**INFORMATION PROVIDED**
=-=-=
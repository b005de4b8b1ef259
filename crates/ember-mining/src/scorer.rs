//! The modified-score overlay used during package selection.
//!
//! The mempool's ancestor aggregates go stale the moment an ancestor is
//! placed into the block under assembly. Rather than mutating the shared
//! pool, the assembler keeps this per-template overlay: for every
//! not-yet-included descendant of an included transaction it records the
//! aggregates minus the contributions of everything already in the block.

use ember_mempool::{AncestorScore, MempoolEntry, MempoolView};
use ember_primitives::{Amount, Hash256};
use std::collections::{BTreeSet, HashMap};

/// Overlay record for one entry whose mempool aggregates are stale.
#[derive(Clone, Copy, Debug)]
pub struct ModifiedEntry {
    pub txid: Hash256,
    pub size_with_ancestors: u64,
    pub mod_fees_with_ancestors: Amount,
    pub sigops_with_ancestors: i64,
}

impl ModifiedEntry {
    fn from_entry(entry: &MempoolEntry) -> Self {
        ModifiedEntry {
            txid: entry.txid(),
            size_with_ancestors: entry.size_with_ancestors,
            mod_fees_with_ancestors: entry.mod_fees_with_ancestors,
            sigops_with_ancestors: entry.sigops_with_ancestors,
        }
    }

    /// Ordering key over the overlay aggregates.
    pub fn score_key(&self) -> AncestorScore {
        AncestorScore {
            fees: self.mod_fees_with_ancestors,
            size: self.size_with_ancestors,
            txid: self.txid,
        }
    }
}

/// Overlay entries keyed by txid with a secondary score-ordered view. Both
/// views are updated together on every mutation.
#[derive(Default)]
pub struct ModifiedTxSet {
    by_txid: HashMap<Hash256, ModifiedEntry>,
    by_score: BTreeSet<AncestorScore>,
}

impl ModifiedTxSet {
    pub fn new() -> Self {
        Self::default()
    }

    /// Whether the overlay holds an entry for `txid`.
    pub fn contains(&self, txid: &Hash256) -> bool {
        self.by_txid.contains_key(txid)
    }

    /// The overlay entry with the best ancestor fee rate.
    pub fn best(&self) -> Option<ModifiedEntry> {
        self.by_score
            .iter()
            .next()
            .and_then(|key| self.by_txid.get(&key.txid))
            .copied()
    }

    /// Drop the overlay entry for `txid`, if present.
    pub fn remove(&mut self, txid: &Hash256) -> bool {
        match self.by_txid.remove(txid) {
            Some(entry) => {
                self.by_score.remove(&entry.score_key());
                true
            }
            None => false,
        }
    }

    pub fn is_empty(&self) -> bool {
        self.by_txid.is_empty()
    }

    pub fn len(&self) -> usize {
        self.by_txid.len()
    }

    /// Refresh the overlay after `added` went into the block: every in-pool
    /// descendant outside `added` has the newly included transaction's
    /// individual size, modified fee and sig-op cost subtracted from its
    /// aggregates. Returns the number of descendant updates performed.
    pub fn update_for_added(&mut self, view: &MempoolView, added: &BTreeSet<Hash256>) -> usize {
        let mut descendants_updated = 0;
        for txid in added {
            let Some(added_entry) = view.entry(txid) else {
                continue;
            };
            for descendant in view.calculate_descendants(txid) {
                if added.contains(&descendant) {
                    continue;
                }
                descendants_updated += 1;
                if let Some(mut modified) = self.by_txid.remove(&descendant) {
                    self.by_score.remove(&modified.score_key());
                    modified.size_with_ancestors -= added_entry.tx_size;
                    modified.mod_fees_with_ancestors -= added_entry.modified_fee;
                    modified.sigops_with_ancestors -= added_entry.sigop_cost;
                    self.by_score.insert(modified.score_key());
                    self.by_txid.insert(descendant, modified);
                } else if let Some(entry) = view.entry(&descendant) {
                    let mut modified = ModifiedEntry::from_entry(entry);
                    modified.size_with_ancestors -= added_entry.tx_size;
                    modified.mod_fees_with_ancestors -= added_entry.modified_fee;
                    modified.sigops_with_ancestors -= added_entry.sigop_cost;
                    self.by_score.insert(modified.score_key());
                    self.by_txid.insert(descendant, modified);
                }
            }
        }
        descendants_updated
    }
}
=-=-=
**ACTIVITY**
Report all lines of the material that contain the word "BTreeSet".

**RESULT OF THE TASK**
use std::collections::{BTreeSet, HashMap};
    by_score: BTreeSet<AncestorScore>,
    pub fn update_for_added(&mut self, view: &MempoolView, added: &BTreeSet<Hash256>) -> usize {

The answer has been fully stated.